[Stored data]
- Opening Delimiter -

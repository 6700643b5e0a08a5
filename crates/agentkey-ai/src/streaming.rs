//! Server-Sent Events parsing for the gateway's streaming responses.

use futures_util::StreamExt;
use tokio::io::{AsyncBufRead, AsyncBufReadExt};
use tokio_util::io::StreamReader;

use agentkey_common::AiError;

/// A single SSE event.
#[derive(Debug, Clone, PartialEq, Eq)]
pub struct SseEvent {
    /// The `event:` field, when present.
    pub event: Option<String>,
    /// The joined `data:` lines (JSON for the gateway protocol).
    pub data: String,
}

/// Read SSE framing from any buffered async reader, calling `on_event`
/// per complete event. Unknown fields (`id:`, `retry:`, comments) are
/// skipped per the SSE spec.
pub async fn read_sse(
    mut reader: impl AsyncBufRead + Unpin,
    mut on_event: impl FnMut(SseEvent),
) -> Result<(), AiError> {
    let mut line = String::new();
    let mut current_event: Option<String> = None;
    let mut current_data = String::new();

    loop {
        line.clear();
        let read = reader
            .read_line(&mut line)
            .await
            .map_err(|e| AiError::NetworkError(e.to_string()))?;
        if read == 0 {
            break;
        }
        let line = line.trim_end_matches(['\r', '\n']);

        if line.is_empty() {
            // blank line terminates the event
            if !current_data.is_empty() {
                on_event(SseEvent {
                    event: current_event.take(),
                    data: std::mem::take(&mut current_data),
                });
            }
            current_event = None;
            continue;
        }

        if let Some(event_type) = line.strip_prefix("event: ") {
            current_event = Some(event_type.to_string());
        } else if let Some(data) = line.strip_prefix("data: ") {
            if !current_data.is_empty() {
                current_data.push('\n');
            }
            current_data.push_str(data);
        }
    }

    // stream may end without a trailing blank line
    if !current_data.is_empty() {
        on_event(SseEvent {
            event: current_event,
            data: current_data,
        });
    }

    Ok(())
}

/// Parse the SSE body of a streaming HTTP response.
pub async fn parse_response(
    response: reqwest::Response,
    on_event: impl FnMut(SseEvent),
) -> Result<(), AiError> {
    let byte_stream = response
        .bytes_stream()
        .map(|result| result.map_err(std::io::Error::other));
    let reader = tokio::io::BufReader::new(StreamReader::new(byte_stream));
    read_sse(reader, on_event).await
}
//! System coordinator: owns every component and drives the trigger loop.
//!
//! All components arrive through the constructor; nothing here reaches
//! for globals. Triggers are processed one at a time on this task, so at
//! most one agent invocation is in flight.

use std::path::PathBuf;
use std::sync::Arc;

use tokio::sync::broadcast;
use tokio::sync::mpsc::UnboundedReceiver;
use tokio_util::sync::CancellationToken;
use tracing::{error, info, warn};

use agentkey_ai::{AgentInvoker, AgentRegistry, AgentSpec, InvocationRequest};
use agentkey_common::{AiError, Event, EventBus, LogLevel, Notice, NoticeQueue};
use agentkey_config::SettingsStore;
use agentkey_input::{InputContent, InputCoordinator, InputKind, Trigger};
use agentkey_output::review::PendingReview;
use agentkey_output::{OutputRouter, ReviewDecision};

pub struct System {
    registry: AgentRegistry,
    settings: SettingsStore,
    coordinator: InputCoordinator,
    invoker: AgentInvoker,
    router: OutputRouter,
    bus: Arc<EventBus>,
    cancel: CancellationToken,
    notices: NoticeQueue,
}

impl System {
    pub fn new(
        settings: SettingsStore,
        coordinator: InputCoordinator,
        invoker: AgentInvoker,
        router: OutputRouter,
        bus: Arc<EventBus>,
        cancel: CancellationToken,
    ) -> Self {
        Self {
            registry: AgentRegistry::new(),
            settings,
            coordinator,
            invoker,
            router,
            bus,
            cancel,
            notices: NoticeQueue::default(),
        }
    }

    /// Transient notices a shell would surface as tray bubbles; expired
    /// entries are dropped on read.
    pub fn visible_notices(&mut self) -> Vec<&Notice> {
        self.notices.visible()
    }

    /// Remove stale temp artifacts left by earlier runs.
    pub fn cleanup_temp_artifacts(&mut self, max_age_hours: u64) {
        for (kind, count) in self.coordinator.cleanup_temp_files(max_age_hours) {
            if count > 0 {
                info!("removed {count} stale {} artifacts", kind.as_str());
            }
        }
    }

    /// Consume triggers until shutdown. Runs the full capture → invoke →
    /// route pipeline inline, so triggers queue while one is processing.
    pub async fn run(&mut self, mut triggers: UnboundedReceiver<Trigger>) {
        self.log_startup();
        loop {
            tokio::select! {
                _ = self.cancel.cancelled() => break,
                trigger = triggers.recv() => {
                    let Some(trigger) = trigger else { break };
                    match trigger {
                        Trigger::Activate => self.on_activate().await,
                        Trigger::SwitchAgent => self.on_switch(),
                        Trigger::CaptureScreenshot => self.on_screenshot().await,
                    }
                }
            }
        }
        self.bus.publish(Event::Shutdown);
        info!("trigger loop stopped");
    }

    fn log_startup(&mut self) {
        let agent = self.registry.current();
        info!("current agent: {} {}", agent.icon, agent.name);
        info!("press Pause to activate, Ctrl+Pause to switch agents, Ctrl+Shift+Pause for a screenshot");
        info!("{}", self.coordinator.status_summary());
    }

    async fn on_activate(&mut self) {
        let agent = self.registry.current();
        info!("activating agent: {}", agent.name);

        let allowed = self.settings.allowed_inputs(agent.name);
        let Some(content) = self.coordinator.capture(None, true, Some(&allowed)) else {
            warn!("no input available");
            self.notices.push(Notice::warning("No input available"));
            self.bus.publish(Event::InputUnavailable);
            return;
        };
        self.process(agent, content).await;
    }

    fn on_switch(&mut self) {
        let agent = self.registry.next();
        self.notices
            .push(Notice::info(format!("{} {}", agent.icon, agent.name)));
        self.bus.publish(Event::AgentSwitched {
            name: agent.name.to_string(),
            icon: agent.icon.to_string(),
        });
    }

    async fn on_screenshot(&mut self) {
        let agent = self.registry.current();
        if !self.preflight(agent, InputKind::Screenshot) {
            return;
        }
        let Some(content) = self.coordinator.take_screenshot(None) else {
            error!("failed to capture screenshot");
            self.bus.log(LogLevel::Error, "Failed to capture screenshot");
            return;
        };
        if let Some(path) = &content.image_path {
            self.bus.publish(Event::ScreenshotCaptured {
                path: path.display().to_string(),
            });
        }
        self.process(agent, content).await;
    }

    /// Entry point for a file dropped on the shell: configure the upload
    /// strategy and process immediately.
    pub async fn on_file_dropped(&mut self, path: PathBuf) {
        info!("file dropped: {}", path.display());
        let name = path
            .file_name()
            .map(|n| n.to_string_lossy().into_owned())
            .unwrap_or_default();
        self.coordinator.set_file_upload(path);
        self.bus.publish(Event::FileLoaded { name });

        let agent = self.registry.current();
        if !self.preflight(agent, InputKind::FileUpload) {
            return;
        }
        let allowed = self.settings.allowed_inputs(agent.name);
        let Some(content) = self
            .coordinator
            .capture(Some(InputKind::FileUpload), false, Some(&allowed))
        else {
            warn!("dropped file could not be captured");
            self.bus.publish(Event::InputUnavailable);
            return;
        };
        self.process(agent, content).await;
    }

    /// Explicit input kinds need the agent's allow-list to include them;
    /// a mismatch is a configuration problem the user can fix, so the
    /// message spells out what to enable.
    fn preflight(&mut self, agent: &'static AgentSpec, kind: InputKind) -> bool {
        let allowed = self.settings.allowed_inputs(agent.name);
        if allowed.iter().any(|k| k == kind.as_str()) {
            return true;
        }
        let friendly = kind.display_name();
        let message = format!(
            "Input type '{friendly}' is not selected for agent '{}'. Enable '{friendly}' in the agent configuration.",
            agent.name
        );
        warn!("{message}");
        self.notices.push(Notice::warning(message.clone()));
        self.bus.log(LogLevel::Warning, message);
        false
    }

    async fn process(&mut self, agent: &'static AgentSpec, content: InputContent) {
        let context_folder = self.settings.context_folder(agent.name);
        let focus_file = self.settings.focus_file(agent.name);
        let output_mode = self.settings.output_mode(agent.name);
        let verbose = self.settings.verbose_logging(agent.name);

        let task = content.prompt_text();
        info!(
            "processing with {} (input: {}, mode: {})",
            agent.name,
            content.kind.as_str(),
            output_mode.as_str()
        );

        let request = InvocationRequest {
            task: &task,
            context_folder: context_folder.as_deref(),
            focus_file: focus_file.as_deref(),
            image_path: content.image_path.as_deref(),
            output_mode,
            verbose,
        };

        let progress_bus = self.bus.clone();
        let result = self
            .invoker
            .invoke(agent, request, &self.cancel, move |line| {
                progress_bus.log(LogLevel::Info, line);
            })
            .await;

        match result {
            Ok(result) => {
                if self.router.handle(&result, context_folder.as_deref()) {
                    self.notices.push(Notice::info("Result delivered"));
                    self.bus.publish(Event::DeliverySucceeded {
                        mode: result.output_mode,
                    });
                    self.bus.log(LogLevel::Success, "Result delivered");
                } else {
                    self.notices.push(Notice::error("Output handling failed"));
                    self.bus.publish(Event::DeliveryFailed {
                        reason: "output handling failed".to_string(),
                    });
                }
            }
            Err(AiError::Cancelled) => info!("processing cancelled"),
            Err(e) => {
                error!("agent invocation failed: {e}");
                self.notices.push(Notice::error(format!("Error processing: {e}")));
                self.bus.log(LogLevel::Error, format!("Error processing: {e}"));
                self.bus.publish(Event::DeliveryFailed {
                    reason: e.to_string(),
                });
            }
        }
    }
}

/// Mirror bus events into the process log. This consumer stands in for a
/// windowed shell's log pane.
pub fn spawn_event_logger(bus: &EventBus) -> tokio::task::JoinHandle<()> {
    let mut rx = bus.subscribe();
    tokio::spawn(async move {
        loop {
            match rx.recv().await {
                Ok(Event::Shutdown) => break,
                Ok(event) => log_event(&event),
                Err(broadcast::error::RecvError::Lagged(n)) => {
                    warn!("event logger lagged by {n} events");
                }
                Err(broadcast::error::RecvError::Closed) => break,
            }
        }
    })
}

fn log_event(event: &Event) {
    match event {
        Event::AgentSwitched { name, icon } => info!("switched to {icon} {name}"),
        Event::Log { level, message } => match level {
            LogLevel::Error => error!("{message}"),
            LogLevel::Warning => warn!("{message}"),
            LogLevel::Info | LogLevel::Success => info!("{message}"),
        },
        Event::InputUnavailable => warn!("no input available"),
        Event::FileLoaded { name } => info!("file loaded: {name}"),
        Event::ScreenshotCaptured { path } => info!("screenshot captured: {path}"),
        Event::DeliverySucceeded { mode } => info!("delivered via {}", mode.as_str()),
        Event::DeliveryFailed { reason } => error!("delivery failed: {reason}"),
        Event::Shutdown | Event::Unknown => {}
    }
}

/// Render a pending result for the console review. The reasoning trace is
/// shown read-only; only the content is up for delivery.
fn render_review(request: &agentkey_output::ReviewRequest) -> String {
    let mut out = String::from("--- pending result ---\n");
    out.push_str(&request.content);
    out.push_str("\n----------------------\n");
    if let Some(trace) = &request.reasoning_trace {
        out.push_str("reasoning (not delivered):\n");
        out.push_str(trace);
        out.push_str("\n----------------------\n");
    }
    if let Some(name) = &request.suggested_filename {
        out.push_str(&format!("suggested file: {name}\n"));
    }
    out.push_str("deliver? [y] clipboard / [f] file / [n] cancel");
    out
}

/// Terminal-based review surface: pending results are printed and the
/// decision read from stdin on a dedicated thread.
pub fn spawn_console_review(
    mut rx: tokio::sync::mpsc::UnboundedReceiver<PendingReview>,
) -> std::io::Result<std::thread::JoinHandle<()>> {
    std::thread::Builder::new()
        .name("agentkey-review".into())
        .spawn(move || {
            while let Some((request, reply)) = rx.blocking_recv() {
                println!("{}", render_review(&request));

                let mut line = String::new();
                let decision = match std::io::stdin().read_line(&mut line) {
                    Ok(_) => match line.trim() {
                        "" | "y" | "Y" => ReviewDecision::Clipboard(request.content.clone()),
                        "f" | "F" => ReviewDecision::File {
                            content: request.content.clone(),
                            filename: request.suggested_filename.clone(),
                        },
                        _ => ReviewDecision::Cancel,
                    },
                    Err(_) => ReviewDecision::Cancel,
                };
                let _ = reply.send(decision);
            }
        })
}
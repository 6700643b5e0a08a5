use serde::{Deserialize, Serialize};

use agentkey_common::OutputMode;

/// Every capture kind, in the identifier form stored in the settings file.
///
/// The input layer owns the real enum; settings keep plain strings so an
/// older file with an unknown identifier still loads.
pub fn default_allowed_inputs() -> Vec<String> {
    [
        "text_selection",
        "selected_text",
        "editor_active_file",
        "file_upload",
        "clipboard_image",
        "screenshot",
    ]
    .iter()
    .map(|s| s.to_string())
    .collect()
}

/// Settings for one agent. Missing fields take defaults on load, so the
/// file can be edited by hand or written by an older version.
#[derive(Debug, Clone, Serialize, Deserialize, PartialEq)]
pub struct AgentSettings {
    #[serde(default)]
    pub context_folder: Option<String>,

    #[serde(default)]
    pub focus_file: Option<String>,

    #[serde(default)]
    pub output_mode: OutputMode,

    #[serde(default = "default_allowed_inputs")]
    pub allowed_inputs: Vec<String>,

    #[serde(default)]
    pub verbose_logging: bool,
}

impl Default for AgentSettings {
    fn default() -> Self {
        Self {
            context_folder: None,
            focus_file: None,
            output_mode: OutputMode::Auto,
            allowed_inputs: default_allowed_inputs(),
            verbose_logging: false,
        }
    }
}

impl AgentSettings {
    pub fn is_input_allowed(&self, kind: &str) -> bool {
        self.allowed_inputs.iter().any(|k| k == kind)
    }

    /// Enable or disable one input kind, returning whether it is now allowed.
    pub fn toggle_input(&mut self, kind: &str) -> bool {
        if let Some(pos) = self.allowed_inputs.iter().position(|k| k == kind) {
            self.allowed_inputs.remove(pos);
            false
        } else {
            self.allowed_inputs.push(kind.to_string());
            true
        }
    }
}

#[cfg(test)]
mod tests {
    use super::*;

    #[test]
    fn defaults_allow_all_six_kinds() {
        let settings = AgentSettings::default();
        assert_eq!(settings.allowed_inputs.len(), 6);
        assert_eq!(settings.output_mode, OutputMode::Auto);
        assert!(!settings.verbose_logging);
        assert!(settings.is_input_allowed("screenshot"));
    }

    #[test]
    fn missing_keys_default_on_load() {
        let json = r#"{"context_folder": "/proj"}"#;
        let settings: AgentSettings = serde_json::from_str(json).unwrap();
        assert_eq!(settings.context_folder.as_deref(), Some("/proj"));
        assert_eq!(settings.output_mode, OutputMode::Auto);
        assert_eq!(settings.allowed_inputs, default_allowed_inputs());
    }

    #[test]
    fn toggle_input_flips_membership() {
        let mut settings = AgentSettings::default();
        assert!(!settings.toggle_input("screenshot"));
        assert!(!settings.is_input_allowed("screenshot"));
        assert!(settings.toggle_input("screenshot"));
        assert!(settings.is_input_allowed("screenshot"));
    }
}
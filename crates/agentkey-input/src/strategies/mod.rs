pub mod clipboard_image;
pub mod clipboard_text;
pub mod editor_file;
pub mod file_upload;
pub mod screenshot;
pub mod selected_text;

pub use clipboard_image::ClipboardImageStrategy;
pub use clipboard_text::TextSelectionStrategy;
pub use editor_file::EditorActiveFileStrategy;
pub use file_upload::FileUploadStrategy;
pub use screenshot::ScreenshotStrategy;
pub use selected_text::SelectedTextStrategy;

- Closing Delimiter -

EXERCISE DETAILS:
Above are the records. Copy every line in them holding "shell".

FINAL ANSWER:
    /// Transient notices a shell would surface as tray bubbles; expired
    /// Entry point for a file dropped on the shell: configure the upload
/// windowed shell's log pane.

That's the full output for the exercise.